■ Required work:
Using the entries that follow, state how many lines contain "core", with no other words.

■ Extracted entries:
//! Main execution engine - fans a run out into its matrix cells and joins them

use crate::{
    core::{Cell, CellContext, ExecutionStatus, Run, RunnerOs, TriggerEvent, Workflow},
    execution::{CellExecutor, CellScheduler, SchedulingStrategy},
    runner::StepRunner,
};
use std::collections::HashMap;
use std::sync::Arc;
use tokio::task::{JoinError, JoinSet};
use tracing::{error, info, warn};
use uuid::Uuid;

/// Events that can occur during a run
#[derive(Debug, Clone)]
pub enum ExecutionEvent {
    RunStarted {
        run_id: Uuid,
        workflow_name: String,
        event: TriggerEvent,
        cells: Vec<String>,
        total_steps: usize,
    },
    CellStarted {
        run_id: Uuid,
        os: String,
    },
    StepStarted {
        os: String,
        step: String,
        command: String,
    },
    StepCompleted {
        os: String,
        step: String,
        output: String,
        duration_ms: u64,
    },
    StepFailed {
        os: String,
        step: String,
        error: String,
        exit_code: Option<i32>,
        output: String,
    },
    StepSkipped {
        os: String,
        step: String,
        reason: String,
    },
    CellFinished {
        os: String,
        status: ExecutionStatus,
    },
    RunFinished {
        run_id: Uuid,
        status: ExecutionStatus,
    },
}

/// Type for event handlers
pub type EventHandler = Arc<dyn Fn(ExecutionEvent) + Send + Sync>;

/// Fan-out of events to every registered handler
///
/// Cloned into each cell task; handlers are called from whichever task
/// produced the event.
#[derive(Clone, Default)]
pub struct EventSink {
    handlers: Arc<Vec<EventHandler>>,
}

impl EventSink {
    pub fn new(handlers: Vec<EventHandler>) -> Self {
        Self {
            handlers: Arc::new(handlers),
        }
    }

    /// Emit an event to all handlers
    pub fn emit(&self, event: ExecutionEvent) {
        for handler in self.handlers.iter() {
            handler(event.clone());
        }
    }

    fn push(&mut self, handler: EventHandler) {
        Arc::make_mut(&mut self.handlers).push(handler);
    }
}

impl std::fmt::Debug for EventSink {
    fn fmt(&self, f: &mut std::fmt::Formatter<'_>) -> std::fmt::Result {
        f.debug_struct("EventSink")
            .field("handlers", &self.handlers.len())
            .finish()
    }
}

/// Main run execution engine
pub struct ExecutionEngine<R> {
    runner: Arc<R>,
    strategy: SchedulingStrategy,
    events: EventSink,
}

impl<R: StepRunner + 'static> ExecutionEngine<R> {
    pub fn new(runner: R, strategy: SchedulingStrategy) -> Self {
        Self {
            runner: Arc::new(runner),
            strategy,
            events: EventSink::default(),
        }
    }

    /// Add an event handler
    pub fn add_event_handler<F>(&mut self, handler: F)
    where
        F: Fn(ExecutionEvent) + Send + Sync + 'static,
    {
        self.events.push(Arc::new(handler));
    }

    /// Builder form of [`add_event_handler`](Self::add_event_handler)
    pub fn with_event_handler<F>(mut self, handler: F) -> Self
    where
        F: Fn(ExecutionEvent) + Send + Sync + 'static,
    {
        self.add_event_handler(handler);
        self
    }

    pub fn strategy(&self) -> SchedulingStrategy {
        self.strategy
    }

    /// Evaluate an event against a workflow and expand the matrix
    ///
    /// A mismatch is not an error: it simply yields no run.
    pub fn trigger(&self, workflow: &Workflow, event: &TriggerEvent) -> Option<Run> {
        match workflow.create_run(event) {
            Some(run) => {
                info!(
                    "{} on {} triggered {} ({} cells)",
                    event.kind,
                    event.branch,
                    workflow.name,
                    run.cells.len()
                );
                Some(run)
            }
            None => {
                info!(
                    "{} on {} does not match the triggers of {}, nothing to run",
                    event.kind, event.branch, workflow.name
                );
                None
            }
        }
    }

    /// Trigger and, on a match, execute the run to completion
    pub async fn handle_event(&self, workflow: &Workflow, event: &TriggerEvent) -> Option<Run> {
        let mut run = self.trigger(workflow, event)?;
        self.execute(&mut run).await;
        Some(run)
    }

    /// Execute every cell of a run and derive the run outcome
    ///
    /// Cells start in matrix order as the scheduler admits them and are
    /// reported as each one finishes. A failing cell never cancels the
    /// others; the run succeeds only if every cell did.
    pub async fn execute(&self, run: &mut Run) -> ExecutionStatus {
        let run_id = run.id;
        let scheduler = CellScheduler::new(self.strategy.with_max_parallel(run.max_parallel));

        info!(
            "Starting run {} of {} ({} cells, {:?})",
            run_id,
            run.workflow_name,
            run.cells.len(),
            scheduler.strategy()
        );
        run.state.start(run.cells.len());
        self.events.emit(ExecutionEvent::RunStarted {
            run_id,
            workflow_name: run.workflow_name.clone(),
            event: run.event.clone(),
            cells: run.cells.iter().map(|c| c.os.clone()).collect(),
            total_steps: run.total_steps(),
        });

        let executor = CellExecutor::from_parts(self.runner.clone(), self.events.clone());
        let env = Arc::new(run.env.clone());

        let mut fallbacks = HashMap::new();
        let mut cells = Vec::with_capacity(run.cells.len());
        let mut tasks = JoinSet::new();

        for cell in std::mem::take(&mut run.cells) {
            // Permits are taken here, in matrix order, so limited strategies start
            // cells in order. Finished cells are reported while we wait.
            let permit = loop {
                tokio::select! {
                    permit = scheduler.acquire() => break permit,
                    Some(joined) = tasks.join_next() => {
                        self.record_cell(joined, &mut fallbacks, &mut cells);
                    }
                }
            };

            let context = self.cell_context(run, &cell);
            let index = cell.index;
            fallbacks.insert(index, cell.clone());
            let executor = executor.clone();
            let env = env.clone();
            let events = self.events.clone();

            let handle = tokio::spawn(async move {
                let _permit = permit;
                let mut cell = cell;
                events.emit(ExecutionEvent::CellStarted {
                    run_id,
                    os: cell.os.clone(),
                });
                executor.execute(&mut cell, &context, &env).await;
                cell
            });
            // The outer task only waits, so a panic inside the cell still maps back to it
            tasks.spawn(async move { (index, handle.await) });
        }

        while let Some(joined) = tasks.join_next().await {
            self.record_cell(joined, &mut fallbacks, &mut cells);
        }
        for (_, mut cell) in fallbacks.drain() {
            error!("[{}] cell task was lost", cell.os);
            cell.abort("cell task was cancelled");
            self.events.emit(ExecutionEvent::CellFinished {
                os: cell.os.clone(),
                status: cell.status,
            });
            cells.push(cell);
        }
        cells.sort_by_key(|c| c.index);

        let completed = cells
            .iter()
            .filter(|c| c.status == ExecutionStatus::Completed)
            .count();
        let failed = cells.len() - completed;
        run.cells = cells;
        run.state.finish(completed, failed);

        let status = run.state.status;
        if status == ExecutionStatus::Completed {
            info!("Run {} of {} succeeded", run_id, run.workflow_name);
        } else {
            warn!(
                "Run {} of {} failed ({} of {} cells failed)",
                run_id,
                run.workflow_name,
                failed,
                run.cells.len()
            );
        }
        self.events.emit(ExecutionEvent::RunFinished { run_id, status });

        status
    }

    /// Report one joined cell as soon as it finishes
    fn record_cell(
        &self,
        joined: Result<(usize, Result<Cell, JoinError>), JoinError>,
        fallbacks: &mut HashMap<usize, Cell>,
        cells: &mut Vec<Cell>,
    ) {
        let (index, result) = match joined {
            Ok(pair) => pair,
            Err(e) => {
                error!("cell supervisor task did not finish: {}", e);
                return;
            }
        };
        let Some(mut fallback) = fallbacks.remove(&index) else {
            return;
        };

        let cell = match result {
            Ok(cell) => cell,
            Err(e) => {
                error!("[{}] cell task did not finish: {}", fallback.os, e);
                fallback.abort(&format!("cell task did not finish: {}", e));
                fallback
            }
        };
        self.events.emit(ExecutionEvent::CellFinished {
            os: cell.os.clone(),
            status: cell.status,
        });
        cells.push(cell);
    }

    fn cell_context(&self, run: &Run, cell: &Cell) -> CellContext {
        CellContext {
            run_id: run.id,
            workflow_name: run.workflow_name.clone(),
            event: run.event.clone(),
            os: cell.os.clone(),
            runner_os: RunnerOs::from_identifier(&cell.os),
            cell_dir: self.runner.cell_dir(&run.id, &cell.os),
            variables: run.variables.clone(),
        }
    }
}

* * *

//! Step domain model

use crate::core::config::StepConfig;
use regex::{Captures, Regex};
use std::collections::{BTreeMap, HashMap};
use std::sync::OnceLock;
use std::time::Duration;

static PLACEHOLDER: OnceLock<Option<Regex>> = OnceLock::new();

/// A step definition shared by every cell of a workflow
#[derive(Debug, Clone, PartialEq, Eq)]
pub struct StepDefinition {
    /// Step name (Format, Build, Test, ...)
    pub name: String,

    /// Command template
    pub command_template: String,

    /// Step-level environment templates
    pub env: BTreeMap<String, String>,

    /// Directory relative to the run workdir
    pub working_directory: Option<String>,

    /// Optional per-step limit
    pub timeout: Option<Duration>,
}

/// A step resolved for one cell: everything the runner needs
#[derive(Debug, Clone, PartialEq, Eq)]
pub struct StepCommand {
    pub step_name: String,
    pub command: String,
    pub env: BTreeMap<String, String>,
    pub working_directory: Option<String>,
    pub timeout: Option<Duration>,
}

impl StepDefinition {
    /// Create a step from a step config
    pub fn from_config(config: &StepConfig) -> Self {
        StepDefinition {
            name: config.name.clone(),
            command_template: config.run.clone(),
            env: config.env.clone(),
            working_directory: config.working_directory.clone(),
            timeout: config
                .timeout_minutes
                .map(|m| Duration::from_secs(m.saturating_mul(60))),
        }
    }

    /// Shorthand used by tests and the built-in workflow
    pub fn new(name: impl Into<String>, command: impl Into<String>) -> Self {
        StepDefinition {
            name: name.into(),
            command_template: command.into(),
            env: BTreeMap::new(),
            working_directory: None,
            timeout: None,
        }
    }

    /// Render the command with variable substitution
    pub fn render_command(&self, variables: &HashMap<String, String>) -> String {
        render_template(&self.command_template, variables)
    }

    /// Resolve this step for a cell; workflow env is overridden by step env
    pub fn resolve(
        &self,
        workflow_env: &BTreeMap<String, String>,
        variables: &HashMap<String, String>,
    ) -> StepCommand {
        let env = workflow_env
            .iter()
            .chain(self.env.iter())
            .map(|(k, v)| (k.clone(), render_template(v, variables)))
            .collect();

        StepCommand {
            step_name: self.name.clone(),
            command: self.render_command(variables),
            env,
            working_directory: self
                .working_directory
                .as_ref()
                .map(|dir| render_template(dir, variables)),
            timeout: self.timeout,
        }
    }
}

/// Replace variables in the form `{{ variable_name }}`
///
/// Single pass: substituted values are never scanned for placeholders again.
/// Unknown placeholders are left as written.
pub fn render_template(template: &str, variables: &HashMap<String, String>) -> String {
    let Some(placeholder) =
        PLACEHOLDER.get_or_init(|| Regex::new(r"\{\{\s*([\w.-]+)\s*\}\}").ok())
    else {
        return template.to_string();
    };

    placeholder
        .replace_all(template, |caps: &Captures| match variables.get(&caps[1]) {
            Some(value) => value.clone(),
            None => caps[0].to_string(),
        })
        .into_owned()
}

■ Response to the task:
2